* **Task directions**
Please restate the data word for word, leaving out no line.

Top of Records supplied

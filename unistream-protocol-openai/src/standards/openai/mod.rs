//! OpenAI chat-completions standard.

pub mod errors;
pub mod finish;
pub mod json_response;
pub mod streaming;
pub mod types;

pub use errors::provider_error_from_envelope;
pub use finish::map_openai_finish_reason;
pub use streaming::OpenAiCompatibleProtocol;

Bottom of Records supplied

* **Reply**
filename unistream-protocol-openai/src/standards/openai/mod.rs
//! OpenAI chat-completions standard.

pub mod errors;
pub mod finish;
pub mod json_response;
pub mod streaming;
pub mod types;

pub use errors::provider_error_from_envelope;
pub use finish::map_openai_finish_reason;
pub use streaming::OpenAiCompatibleProtocol;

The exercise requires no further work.